Cheguei na academia, ainda ofegante da corrida de Cosme Velho, quando o telefone tocou de novo. Dessa vez era uma fonte do mundo corporativo, e o assunto não era arte, era infraestrutura de rede. Mas pode deixar: quando o Grupo Boticário, um dos maiores grupos de beleza do planeta, decide modernizar a espinha dorsal tecnológica de mais de 4.000 lojas ao mesmo tempo, isso vira novela de bastidor empresarial e eu anoto tudo.
A parceria com a Cisco entrega uma plataforma SD-WAN que elimina os servidores locais das unidades e migra tudo para gerenciamento em nuvem. Na prática, significa que uma loja em Manaus e outra em Porto Alegre passam a operar com o mesmo padrão de conectividade, monitoramento centralizado e sem depender de um técnico no balcão toda vez que a internet cai no meio de uma venda. O responsável pelo projeto no Boticário, Ronaldo Geller, conta que a taxa de contato do franqueado com suporte caiu mais de 50%. Isso, em franquia, é música.
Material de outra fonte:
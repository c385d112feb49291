use fitscodec::hdu::{FitsData, Hdu, HduInfo};
use fitscodec::header::Card;
use fitscodec::value::Value;
use std::process;

fn card_string_value(cards: &[Card], keyword: &str) -> Option<String> {
    cards.iter().find_map(|c| {
        if c.keyword_str() == keyword {
            match &c.value {
                Some(Value::String(s)) => Some(s.trim().to_string()),
                _ => None,
            }
        } else {
            None
        }
    })
}

fn format_hdu(index: usize, hdu: &Hdu) -> String {
    let mut out = String::new();
    match &hdu.info {
        HduInfo::Primary { bitpix, naxes } => {
            out.push_str(&format!("HDU {}: Primary\n", index));
            out.push_str(&format!("  BITPIX: {}\n", bitpix));
            out.push_str(&format!("  NAXIS: {}\n", naxes.len()));
            if !naxes.is_empty() {
                out.push_str(&format!("  Dimensions: {:?}\n", naxes));
            }
            out.push_str(&format!("  Data size: {} bytes\n", hdu.data_len));
        }
        HduInfo::Image { bitpix, naxes } => {
            let extname = card_string_value(&hdu.cards, "EXTNAME");
            let ext_label = match extname {
                Some(name) => format!(" (EXTNAME: {})", name),
                None => String::new(),
            };
            out.push_str(&format!("HDU {}: IMAGE extension{}\n", index, ext_label));
            out.push_str(&format!("  BITPIX: {}\n", bitpix));
            out.push_str(&format!("  NAXIS: {}\n", naxes.len()));
            if !naxes.is_empty() {
                out.push_str(&format!("  Dimensions: {:?}\n", naxes));
            }
            out.push_str(&format!("  Data size: {} bytes\n", hdu.data_len));
        }
        HduInfo::AsciiTable {
            naxis1,
            naxis2,
            tfields,
        } => {
            let extname = card_string_value(&hdu.cards, "EXTNAME");
            let ext_label = match extname {
                Some(name) => format!(" (EXTNAME: {})", name),
                None => String::new(),
            };
            out.push_str(&format!("HDU {}: TABLE extension{}\n", index, ext_label));
            out.push_str(&format!("  Columns: {}\n", tfields));
            out.push_str(&format!("  Rows: {}\n", naxis2));
            out.push_str(&format!("  Row width: {} bytes\n", naxis1));
            out.push_str(&format!("  Data size: {} bytes\n", hdu.data_len));
        }
        HduInfo::BinaryTable {
            naxis1,
            naxis2,
            pcount,
            tfields,
        } => {
            let extname = card_string_value(&hdu.cards, "EXTNAME");
            let ext_label = match extname {
                Some(name) => format!(" (EXTNAME: {})", name),
                None => String::new(),
            };
            out.push_str(&format!("HDU {}: BINTABLE extension{}\n", index, ext_label));
            out.push_str(&format!("  Columns: {}\n", tfields));
            out.push_str(&format!("  Rows: {}\n", naxis2));
            out.push_str(&format!("  Row width: {} bytes\n", naxis1));
            out.push_str(&format!("  Data size: {} bytes\n", naxis1 * naxis2));
            if *pcount > 0 {
                out.push_str(&format!("  Heap size: {} bytes\n", pcount));
            }
        }
    }
    out
}

fn format_verbose_cards(cards: &[Card]) -> String {
    let mut out = String::new();
    out.push_str("  Header cards:\n");
    for card in cards {
        if card.is_end() {
            continue;
        }
        let kw = card.keyword_str();
        match (&card.value, &card.comment) {
            (Some(val), Some(comment)) => {
                out.push_str(&format!("    {} = {:?} / {}\n", kw, val, comment));
            }
            (Some(val), None) => {
                out.push_str(&format!("    {} = {:?}\n", kw, val));
            }
            (None, Some(comment)) => {
                out.push_str(&format!("    {} {}\n", kw, comment));
            }
            (None, None) => {
                if !card.is_blank() {
                    out.push_str(&format!("    {}\n", kw));
                }
            }
        }
    }
    out
}

fn format_fits_info(fits: &FitsData, verbose: bool) -> String {
    let mut out = String::new();
    for (i, hdu) in fits.hdus.iter().enumerate() {
        if i > 0 {
            out.push('\n');
        }
        out.push_str(&format_hdu(i, hdu));
        if verbose {
            out.push_str(&format_verbose_cards(&hdu.cards));
        }
    }
    out
}

fn run(args: &[String]) -> Result<String, String> {
    let mut verbose = false;
    let mut file_path = None;

    for arg in args {
        if arg == "-v" || arg == "--verbose" {
            verbose = true;
        } else if arg.starts_with('-') {
            return Err(format!("Unknown option: {}", arg));
        } else {
            if file_path.is_some() {
                return Err("Too many arguments".to_string());
            }
            file_path = Some(arg.as_str());
        }
    }

    let path = file_path.ok_or_else(|| {
        "Usage: fitsinfo [-v] <file.fits>\n\nPrint HDU summary for a FITS file.".to_string()
    })?;

    let data = std::fs::read(path).map_err(|e| format!("Error reading '{}': {}", path, e))?;

    let fits = fitscodec::hdu::parse_fits(&data)
        .map_err(|e| format!("Error parsing '{}': {}", path, e))?;

    Ok(format_fits_info(&fits, verbose))
}

fn main() {
    let args: Vec<String> = std::env::args().skip(1).collect();
    match run(&args) {
        Ok(output) => print!("{}", output),
        Err(msg) => {
            eprintln!("{}", msg);
            process::exit(1);
        }
    }
}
Os números da infraestrutura dão a dimensão do projeto: 4.000 dispositivos SD-WAN instalados, 3.500 pontos de acesso, 700 switches, 100 câmeras e 24 concentradores core virtual. Não é upgrade de rotina. É uma operação de guerra logística que começou em setembro de 2024 e só termina em 2026 com a migração completa de todos os pontos de venda.
Marcel Lima, líder de Enterprise da Cisco Brasil, define a parceria como uma transformação do varejo em negócio mais estratégico e centrado no cliente.
Palavra de fornecedor tem esse sabor otimista natural, mas os dados do projeto sustentam o discurso. Quando a conectividade para de ser problema operacional, a loja pode focar no que importa: vender, atender e não travar no caixa na hora do pico.
O Grupo Boticário está reescrevendo sua infraestrutura por baixo, longe dos holofotes, enquanto o consumidor só enxerga a vitrine. É exatamente aí que mora o negócio bem administrado.